You proclaim, “I am a madman among madmen.” To the question of what’s your philosophy, you shrug: “Don’t think; don’t drink.” 


Grandma offers, “How about a root beer candy?”


Behind the doctors, great windows show greystones, the late-day, shift-change light moving into the slushed shush of the grounds.

Um, Bye.


Because matter is never lost,

did you never really go?

So I decide to keep everything 

a little alive: your expired goji berries,

old Bic and Marlboro pack,

even an empty jug of Choco Whey Protein

you’d chugged on your health kick.

A Mason jar of bread and butter pickles we canned,

what, a decade ago?

Opened, it had lost all its sour flavor,

and my cell saves your voice,

emanating again from the Cloud:

“Hey, Mom, thank you for the dinner invitation.”

“Hey, Mom, it’s me. I really do want to thank you for the offer.

Hope you enjoy the dinner.”  

“Thanks again, but I think it’s best I stay here today. 

It’s rainy outside. And I have A.A. anyway . . .”

Pent bubbles escaping,

gargle from your parted lips,

now speaking a slack-jawed life of their own.

Buyer’s Remorse


So, it’s finally in the churchyard, and it’s ugly as sin.


One more parental good intention gone wrong, 

—wrong, scouting cemetery models, 

sketching prime aged examples,  

tracing and erasing effigies 

fonts finessed, proportions niggled,

months arguing over inscriptions.


At last, the devil is chiseled in the details,

by some corncob Georgia cracker

who got paid by the day and took his sweet time . . . 
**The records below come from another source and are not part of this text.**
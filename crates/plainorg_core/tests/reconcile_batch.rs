use plainorg_core::identity::{IdentityGenerator, IdentityResult};
use plainorg_core::{manifest_exists, open_db_in_memory, reconcile, Config, ReconcileContext};
use rusqlite::Connection;

struct SeqGenerator {
    minted: u32,
}

impl SeqGenerator {
    fn new() -> Self {
        Self { minted: 0 }
    }
}

impl IdentityGenerator for SeqGenerator {
    fn mint(&mut self) -> IdentityResult<String> {
        self.minted += 1;
        Ok(format!("id{:04}", self.minted))
    }
}

fn test_config() -> Config {
    Config {
        first_name: "Ada".to_string(),
        last_name: "Lovelace".to_string(),
        dob: "18151210".to_string(),
        user_id: None,
        counter: 0,
    }
}

fn setup() -> (tempfile::TempDir, Connection, ReconcileContext) {
    let dir = tempfile::tempdir().unwrap();
    let conn = open_db_in_memory().unwrap();
    let ctx = ReconcileContext::new(dir.path(), test_config());
    (dir, conn, ctx)
}

fn count(conn: &Connection, table: &str) -> i64 {
    conn.query_row(&format!("SELECT count(*) FROM {table}"), [], |row| {
        row.get(0)
    })
    .unwrap()
}

#[test]
fn bare_todo_line_gains_defaults_tokens_and_a_row() {
    let (dir, conn, ctx) = setup();
    let mut generator = SeqGenerator::new();
    let path = dir.path().join("chores.td");

    std::fs::write(&path, "* t: walk dog\n").unwrap();

    let outcome = reconcile(&conn, &ctx, &mut generator).unwrap();
    assert!(outcome.is_clean());
    assert_eq!(outcome.todos.len(), 1);

    let text = std::fs::read_to_string(&path).unwrap();
    assert!(text.starts_with("* t: walk dog // "));
    assert!(text.contains("$ada.lovelace"));
    assert!(text.contains("=todo"));
    assert!(text.contains("!3"));
    assert!(text.contains("#general"));
    assert!(text.contains("@ada.lovelace"));
    assert!(text.contains("id/id0001"));

    let (todo, status, priority, valid): (String, String, i64, i64) = conn
        .query_row(
            "SELECT todo, status, priority, valid FROM todos",
            [],
            |row| Ok((row.get(0)?, row.get(1)?, row.get(2)?, row.get(3)?)),
        )
        .unwrap();
    assert_eq!(todo, "walk dog");
    assert_eq!(status, "todo");
    assert_eq!(priority, 3);
    assert_eq!(valid, 1);

    // The batch file itself is tracked with its post-write timestamp.
    assert_eq!(count(&conn, "files"), 1);
}

#[test]
fn duplicate_content_collapses_to_the_later_line() {
    let (dir, conn, ctx) = setup();
    let mut generator = SeqGenerator::new();
    let path = dir.path().join("list.td");

    std::fs::write(
        &path,
        "* t: buy milk // #dairy\n* t: buy milk // #groceries\n",
    )
    .unwrap();

    let outcome = reconcile(&conn, &ctx, &mut generator).unwrap();
    assert!(outcome.is_clean());
    assert_eq!(outcome.todos.len(), 1);
    assert_eq!(count(&conn, "todos"), 1);

    let tags: String = conn
        .query_row("SELECT tags FROM todos", [], |row| row.get(0))
        .unwrap();
    assert_eq!(tags, "[\"groceries\"]");

    let text = std::fs::read_to_string(&path).unwrap();
    assert_eq!(text.matches("buy milk").count(), 1);
    assert!(text.contains("#groceries"));
    assert!(!text.contains("#dairy"));
}

#[test]
fn event_with_unknown_status_is_gated_and_left_unmodified() {
    let (dir, conn, ctx) = setup();
    let mut generator = SeqGenerator::new();
    let path = dir.path().join("cal.ev");

    let original = "* e: sprint review // >20260110T1500 =wip\n";
    std::fs::write(&path, original).unwrap();

    let outcome = reconcile(&conn, &ctx, &mut generator).unwrap();
    assert_eq!(outcome.failures.len(), 1);
    assert!(outcome.events.is_empty());
    assert!(manifest_exists(dir.path()));

    assert_eq!(std::fs::read_to_string(&path).unwrap(), original);
    assert_eq!(count(&conn, "events"), 0);

    let manifest = std::fs::read_to_string(dir.path().join("plainorg_errors")).unwrap();
    assert!(manifest.contains("cal.ev"));
    assert!(manifest.contains("wip"));
    assert!(manifest.contains("inprogress"));
}

#[test]
fn deleting_a_batch_file_purges_rows_and_file_tracking() {
    let (dir, conn, ctx) = setup();
    let mut generator = SeqGenerator::new();
    let path = dir.path().join("tasks.td");

    std::fs::write(&path, "* t: transient\n").unwrap();
    reconcile(&conn, &ctx, &mut generator).unwrap();
    assert_eq!(count(&conn, "todos"), 1);
    assert_eq!(count(&conn, "files"), 1);

    std::fs::remove_file(&path).unwrap();
    let outcome = reconcile(&conn, &ctx, &mut generator).unwrap();

    assert!(outcome.is_clean());
    assert_eq!(count(&conn, "todos"), 0);
    assert_eq!(count(&conn, "files"), 0);
    assert!(!manifest_exists(dir.path()));
}

#[test]
fn second_run_with_no_changes_leaves_batch_files_alone() {
    let (dir, conn, ctx) = setup();
    let mut generator = SeqGenerator::new();
    let path = dir.path().join("stable.td");

    std::fs::write(&path, "* t: water plants // #garden\n").unwrap();
    reconcile(&conn, &ctx, &mut generator).unwrap();

    let bytes_after_first = std::fs::read(&path).unwrap();
    let outcome = reconcile(&conn, &ctx, &mut generator).unwrap();

    assert!(outcome.is_clean());
    assert!(outcome.todos.is_empty());
    assert_eq!(std::fs::read(&path).unwrap(), bytes_after_first);
    assert_eq!(count(&conn, "todos"), 1);
    assert_eq!(generator.minted, 1);
}

#[test]
fn modified_batch_file_rederives_every_entity() {
    let (dir, conn, ctx) = setup();
    let mut generator = SeqGenerator::new();
    let path = dir.path().join("work.td");

    std::fs::write(&path, "* t: draft report\n* t: send invoice\n").unwrap();
    reconcile(&conn, &ctx, &mut generator).unwrap();
    assert_eq!(count(&conn, "todos"), 2);

    // Drop one line and force the file back into the candidate set.
    let text = std::fs::read_to_string(&path).unwrap();
    let kept: Vec<&str> = text.lines().filter(|l| l.contains("draft report")).collect();
    std::fs::write(&path, format!("{}\n", kept.join("\n"))).unwrap();
    conn.execute("UPDATE files SET mtime = 0", []).unwrap();

    let outcome = reconcile(&conn, &ctx, &mut generator).unwrap();
    assert!(outcome.is_clean());
    assert_eq!(count(&conn, "todos"), 1);

    // The surviving line keeps its identity through the embedded token.
    let id: String = conn
        .query_row("SELECT id FROM todos", [], |row| row.get(0))
        .unwrap();
    assert_eq!(id, "id0001");
    assert_eq!(generator.minted, 2);
}

#[test]
fn a_file_with_failures_stays_a_candidate_until_fixed() {
    let (dir, conn, ctx) = setup();
    let mut generator = SeqGenerator::new();
    let path = dir.path().join("mixed.td");

    std::fs::write(&path, "* t: good one\n* t: broken // !high\n").unwrap();

    let first = reconcile(&conn, &ctx, &mut generator).unwrap();
    assert_eq!(first.failures.len(), 1);
    assert_eq!(count(&conn, "todos"), 1);
    assert!(manifest_exists(dir.path()));

    // No filesystem change: the failure re-surfaces because the file's
    // tracked mtime was never refreshed.
    let second = reconcile(&conn, &ctx, &mut generator).unwrap();
    assert_eq!(second.failures.len(), 1);
    assert!(manifest_exists(dir.path()));

    // Fixing the line clears the gate.
    let text = std::fs::read_to_string(&path).unwrap();
    let repaired = text.replace("!high", "!4");
    std::fs::write(&path, repaired).unwrap();

    let third = reconcile(&conn, &ctx, &mut generator).unwrap();
    assert!(third.is_clean());
    assert!(!manifest_exists(dir.path()));
    assert_eq!(count(&conn, "todos"), 2);
}

#[test]
fn todo_and_event_files_reconcile_independently() {
    let (dir, conn, ctx) = setup();
    let mut generator = SeqGenerator::new();

    std::fs::write(dir.path().join("a.td"), "* t: pay rent // %20260201\n").unwrap();
    std::fs::write(
        dir.path().join("b.ev"),
        "* e: standup // >20260106T0915 ^1d\n",
    )
    .unwrap();

    let outcome = reconcile(&conn, &ctx, &mut generator).unwrap();
    assert!(outcome.is_clean());
    assert_eq!(outcome.todos.len(), 1);
    assert_eq!(outcome.events.len(), 1);

    let deadline: Option<String> = conn
        .query_row("SELECT deadline FROM todos", [], |row| row.get(0))
        .unwrap();
    assert_eq!(deadline.as_deref(), Some("20260201"));

    let (start, pattern): (String, Option<String>) = conn
        .query_row("SELECT start, pattern FROM events", [], |row| {
            Ok((row.get(0)?, row.get(1)?))
        })
        .unwrap();
    assert_eq!(start, "20260106T0915");
    assert_eq!(pattern.as_deref(), Some("1d"));
    assert_eq!(count(&conn, "files"), 2);
}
The bud rose is overblown, droops.

Barre gray granite, cold, and over-polished 

into such a shiny mod, the ants could slide

to the base, itself too skinny in taper to support the stone, 

leaving the whole thing looking like it might topple

From its own dirty truth; crabgrass 

skirts the worst of it.


All that’s a racket anyway.

I want to send it back COD

in anthraxed smithereens or drop it

pelting the fat tub undertaker who prices up his pieties

(“Patience, my dear. It’s a work of art. Takes time!”)


You gave me your word

you wouldn’t.

Your word was our bond—

and that’s all I’ve got left,

my forehead creased to the wet bevel.